### Data to examine

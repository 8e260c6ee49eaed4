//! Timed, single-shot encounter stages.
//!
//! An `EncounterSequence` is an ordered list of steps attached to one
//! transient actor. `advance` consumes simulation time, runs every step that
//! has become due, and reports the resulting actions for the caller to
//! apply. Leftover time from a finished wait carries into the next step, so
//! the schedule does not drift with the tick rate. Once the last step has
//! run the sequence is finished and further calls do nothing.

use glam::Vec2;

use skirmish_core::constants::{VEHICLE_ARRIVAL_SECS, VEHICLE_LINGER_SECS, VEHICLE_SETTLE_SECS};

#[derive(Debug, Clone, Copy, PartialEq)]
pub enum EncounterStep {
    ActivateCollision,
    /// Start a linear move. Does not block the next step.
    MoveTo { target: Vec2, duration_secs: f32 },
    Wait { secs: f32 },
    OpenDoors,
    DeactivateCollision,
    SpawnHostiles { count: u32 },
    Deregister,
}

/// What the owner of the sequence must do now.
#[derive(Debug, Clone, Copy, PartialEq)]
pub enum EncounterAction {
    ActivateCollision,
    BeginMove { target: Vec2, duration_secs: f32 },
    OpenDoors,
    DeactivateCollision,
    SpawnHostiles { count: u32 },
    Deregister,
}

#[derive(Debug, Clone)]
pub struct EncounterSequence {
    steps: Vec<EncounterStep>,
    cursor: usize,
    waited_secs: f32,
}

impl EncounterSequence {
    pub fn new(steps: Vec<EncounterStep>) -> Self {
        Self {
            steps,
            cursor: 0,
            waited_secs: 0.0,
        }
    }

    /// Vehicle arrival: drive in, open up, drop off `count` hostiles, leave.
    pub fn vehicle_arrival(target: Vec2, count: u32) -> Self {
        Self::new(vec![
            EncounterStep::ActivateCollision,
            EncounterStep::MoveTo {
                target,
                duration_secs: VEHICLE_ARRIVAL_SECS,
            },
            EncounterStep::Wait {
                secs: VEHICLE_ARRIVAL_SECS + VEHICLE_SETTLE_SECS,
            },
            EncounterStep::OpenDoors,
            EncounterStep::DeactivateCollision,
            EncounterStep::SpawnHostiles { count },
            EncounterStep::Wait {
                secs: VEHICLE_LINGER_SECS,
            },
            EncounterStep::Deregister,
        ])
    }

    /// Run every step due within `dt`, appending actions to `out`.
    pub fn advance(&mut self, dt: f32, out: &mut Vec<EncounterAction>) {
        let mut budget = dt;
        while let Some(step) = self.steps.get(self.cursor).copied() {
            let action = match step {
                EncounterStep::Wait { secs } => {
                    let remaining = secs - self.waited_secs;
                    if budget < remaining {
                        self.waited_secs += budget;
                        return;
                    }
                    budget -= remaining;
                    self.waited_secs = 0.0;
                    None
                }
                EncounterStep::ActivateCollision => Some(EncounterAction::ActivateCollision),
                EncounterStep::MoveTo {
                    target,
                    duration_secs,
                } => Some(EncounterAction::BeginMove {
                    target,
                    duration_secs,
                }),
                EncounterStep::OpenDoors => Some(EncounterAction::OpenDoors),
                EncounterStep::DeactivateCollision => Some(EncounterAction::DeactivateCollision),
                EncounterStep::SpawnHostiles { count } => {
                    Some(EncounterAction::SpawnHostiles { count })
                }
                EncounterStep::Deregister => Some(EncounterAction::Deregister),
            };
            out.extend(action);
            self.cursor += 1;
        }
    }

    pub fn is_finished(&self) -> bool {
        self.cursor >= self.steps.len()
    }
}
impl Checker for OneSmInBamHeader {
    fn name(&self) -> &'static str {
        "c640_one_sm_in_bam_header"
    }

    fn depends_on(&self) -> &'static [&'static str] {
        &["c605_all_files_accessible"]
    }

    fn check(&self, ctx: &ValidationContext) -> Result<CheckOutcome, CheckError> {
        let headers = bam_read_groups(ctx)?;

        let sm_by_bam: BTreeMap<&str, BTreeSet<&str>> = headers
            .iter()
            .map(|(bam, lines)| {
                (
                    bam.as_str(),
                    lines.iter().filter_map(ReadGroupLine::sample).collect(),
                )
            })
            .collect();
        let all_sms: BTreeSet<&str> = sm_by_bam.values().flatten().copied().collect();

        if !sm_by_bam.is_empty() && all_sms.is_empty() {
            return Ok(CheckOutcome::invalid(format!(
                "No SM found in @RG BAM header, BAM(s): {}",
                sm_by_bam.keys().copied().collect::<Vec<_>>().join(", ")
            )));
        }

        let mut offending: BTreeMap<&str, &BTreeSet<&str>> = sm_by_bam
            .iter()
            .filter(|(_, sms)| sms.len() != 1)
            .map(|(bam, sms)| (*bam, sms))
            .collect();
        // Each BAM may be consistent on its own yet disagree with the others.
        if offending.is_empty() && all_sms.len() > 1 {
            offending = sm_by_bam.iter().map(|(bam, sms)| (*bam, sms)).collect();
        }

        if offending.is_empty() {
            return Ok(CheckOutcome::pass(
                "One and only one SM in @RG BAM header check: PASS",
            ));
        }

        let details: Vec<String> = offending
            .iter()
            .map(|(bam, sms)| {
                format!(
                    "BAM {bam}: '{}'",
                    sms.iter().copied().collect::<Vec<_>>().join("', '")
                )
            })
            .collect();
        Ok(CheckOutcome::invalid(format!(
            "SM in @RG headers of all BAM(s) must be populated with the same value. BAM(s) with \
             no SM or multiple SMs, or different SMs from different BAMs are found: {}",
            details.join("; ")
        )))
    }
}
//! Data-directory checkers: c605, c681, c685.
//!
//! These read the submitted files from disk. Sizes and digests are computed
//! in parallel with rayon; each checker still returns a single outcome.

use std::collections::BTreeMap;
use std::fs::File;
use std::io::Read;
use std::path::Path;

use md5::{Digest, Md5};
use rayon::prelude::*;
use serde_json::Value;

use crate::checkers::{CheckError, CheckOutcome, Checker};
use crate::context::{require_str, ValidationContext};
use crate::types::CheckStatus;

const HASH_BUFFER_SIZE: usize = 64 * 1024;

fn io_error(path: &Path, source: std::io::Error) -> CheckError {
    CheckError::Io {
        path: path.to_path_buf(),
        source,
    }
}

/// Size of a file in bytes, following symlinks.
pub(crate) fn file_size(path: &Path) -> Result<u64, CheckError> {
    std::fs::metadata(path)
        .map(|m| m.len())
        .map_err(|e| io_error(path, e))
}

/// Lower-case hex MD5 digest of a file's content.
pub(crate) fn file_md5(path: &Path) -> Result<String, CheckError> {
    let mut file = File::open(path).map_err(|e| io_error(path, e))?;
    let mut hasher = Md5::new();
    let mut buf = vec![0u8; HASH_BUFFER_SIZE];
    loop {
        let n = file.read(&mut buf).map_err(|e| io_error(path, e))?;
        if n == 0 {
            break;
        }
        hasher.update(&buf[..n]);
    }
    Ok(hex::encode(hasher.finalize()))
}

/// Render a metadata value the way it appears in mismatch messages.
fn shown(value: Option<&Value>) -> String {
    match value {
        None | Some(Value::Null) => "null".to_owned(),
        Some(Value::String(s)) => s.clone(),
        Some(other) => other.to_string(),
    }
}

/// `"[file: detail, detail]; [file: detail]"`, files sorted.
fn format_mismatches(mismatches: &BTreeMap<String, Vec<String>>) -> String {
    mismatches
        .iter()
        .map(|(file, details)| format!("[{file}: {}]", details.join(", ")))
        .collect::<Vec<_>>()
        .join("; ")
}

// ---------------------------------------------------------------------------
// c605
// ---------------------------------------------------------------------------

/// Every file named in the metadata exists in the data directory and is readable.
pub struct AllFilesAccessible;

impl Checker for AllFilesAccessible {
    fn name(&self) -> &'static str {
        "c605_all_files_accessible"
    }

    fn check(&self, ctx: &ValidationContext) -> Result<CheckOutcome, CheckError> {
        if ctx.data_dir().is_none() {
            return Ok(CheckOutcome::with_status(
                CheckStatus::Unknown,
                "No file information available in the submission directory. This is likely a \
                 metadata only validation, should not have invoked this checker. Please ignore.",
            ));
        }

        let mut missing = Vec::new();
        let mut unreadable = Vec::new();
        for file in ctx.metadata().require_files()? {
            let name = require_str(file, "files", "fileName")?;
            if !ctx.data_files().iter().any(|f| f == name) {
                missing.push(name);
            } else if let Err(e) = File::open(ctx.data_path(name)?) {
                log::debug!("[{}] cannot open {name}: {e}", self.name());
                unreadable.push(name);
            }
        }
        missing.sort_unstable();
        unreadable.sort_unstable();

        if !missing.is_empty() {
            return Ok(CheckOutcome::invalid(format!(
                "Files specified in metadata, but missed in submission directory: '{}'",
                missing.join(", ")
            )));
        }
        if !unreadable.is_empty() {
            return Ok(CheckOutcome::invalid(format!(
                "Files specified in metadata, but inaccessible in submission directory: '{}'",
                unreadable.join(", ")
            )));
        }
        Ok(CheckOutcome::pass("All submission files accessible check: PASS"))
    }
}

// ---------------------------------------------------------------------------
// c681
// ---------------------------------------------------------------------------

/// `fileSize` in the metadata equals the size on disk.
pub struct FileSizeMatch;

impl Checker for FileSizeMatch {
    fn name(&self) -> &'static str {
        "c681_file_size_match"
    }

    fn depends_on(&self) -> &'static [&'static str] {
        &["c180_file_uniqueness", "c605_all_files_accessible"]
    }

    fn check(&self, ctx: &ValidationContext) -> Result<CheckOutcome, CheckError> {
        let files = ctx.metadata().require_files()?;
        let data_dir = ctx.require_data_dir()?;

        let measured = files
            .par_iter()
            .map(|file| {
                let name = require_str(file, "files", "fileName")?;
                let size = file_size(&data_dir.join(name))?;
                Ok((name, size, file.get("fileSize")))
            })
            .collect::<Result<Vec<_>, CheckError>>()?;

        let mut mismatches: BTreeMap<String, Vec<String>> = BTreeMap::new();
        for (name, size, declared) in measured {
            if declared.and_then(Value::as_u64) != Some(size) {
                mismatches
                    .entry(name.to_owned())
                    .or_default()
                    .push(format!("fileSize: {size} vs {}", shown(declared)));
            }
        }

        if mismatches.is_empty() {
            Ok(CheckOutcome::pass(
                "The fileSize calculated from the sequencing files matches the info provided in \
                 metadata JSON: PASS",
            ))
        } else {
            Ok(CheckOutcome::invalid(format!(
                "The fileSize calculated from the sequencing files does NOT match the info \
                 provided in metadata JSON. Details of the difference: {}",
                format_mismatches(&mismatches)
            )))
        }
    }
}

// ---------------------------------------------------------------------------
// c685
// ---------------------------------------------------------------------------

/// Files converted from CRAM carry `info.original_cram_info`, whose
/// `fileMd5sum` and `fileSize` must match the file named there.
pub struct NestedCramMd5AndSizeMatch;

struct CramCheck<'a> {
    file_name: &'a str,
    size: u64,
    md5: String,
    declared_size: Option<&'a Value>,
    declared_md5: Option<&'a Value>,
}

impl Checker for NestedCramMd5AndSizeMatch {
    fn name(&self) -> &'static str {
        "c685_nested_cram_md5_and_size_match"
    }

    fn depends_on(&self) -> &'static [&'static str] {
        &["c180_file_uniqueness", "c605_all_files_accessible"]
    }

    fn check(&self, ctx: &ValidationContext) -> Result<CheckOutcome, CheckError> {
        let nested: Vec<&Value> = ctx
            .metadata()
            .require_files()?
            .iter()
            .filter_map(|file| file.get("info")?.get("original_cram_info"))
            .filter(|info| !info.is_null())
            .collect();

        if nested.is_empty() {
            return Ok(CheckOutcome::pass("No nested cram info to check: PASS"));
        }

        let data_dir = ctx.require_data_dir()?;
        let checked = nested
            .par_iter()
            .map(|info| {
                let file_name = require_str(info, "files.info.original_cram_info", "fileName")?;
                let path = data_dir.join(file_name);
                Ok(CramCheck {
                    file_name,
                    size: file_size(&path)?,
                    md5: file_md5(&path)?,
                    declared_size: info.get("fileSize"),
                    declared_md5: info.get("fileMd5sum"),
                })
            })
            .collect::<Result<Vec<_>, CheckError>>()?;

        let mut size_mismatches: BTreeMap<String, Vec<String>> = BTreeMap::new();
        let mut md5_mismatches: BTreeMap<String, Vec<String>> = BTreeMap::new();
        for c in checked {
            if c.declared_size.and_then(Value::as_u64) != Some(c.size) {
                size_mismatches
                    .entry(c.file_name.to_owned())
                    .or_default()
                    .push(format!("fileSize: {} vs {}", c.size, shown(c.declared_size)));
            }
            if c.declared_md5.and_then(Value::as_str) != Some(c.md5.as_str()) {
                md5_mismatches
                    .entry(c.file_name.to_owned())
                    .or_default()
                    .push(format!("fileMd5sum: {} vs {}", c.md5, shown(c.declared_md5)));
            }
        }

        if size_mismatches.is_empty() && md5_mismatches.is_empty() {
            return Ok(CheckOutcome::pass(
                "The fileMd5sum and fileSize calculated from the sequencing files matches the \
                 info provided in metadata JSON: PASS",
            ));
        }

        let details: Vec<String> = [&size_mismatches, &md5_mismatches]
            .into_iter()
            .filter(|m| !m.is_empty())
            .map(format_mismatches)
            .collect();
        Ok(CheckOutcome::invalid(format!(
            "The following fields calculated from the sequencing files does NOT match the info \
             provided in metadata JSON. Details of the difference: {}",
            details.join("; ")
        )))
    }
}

######

## Exercise
Among the lines of the material above, find those with the word "checkers". Copy each one.

## Output for this task
//! Data-directory checkers: c605, c681, c685.
use crate::checkers::{CheckError, CheckOutcome, Checker};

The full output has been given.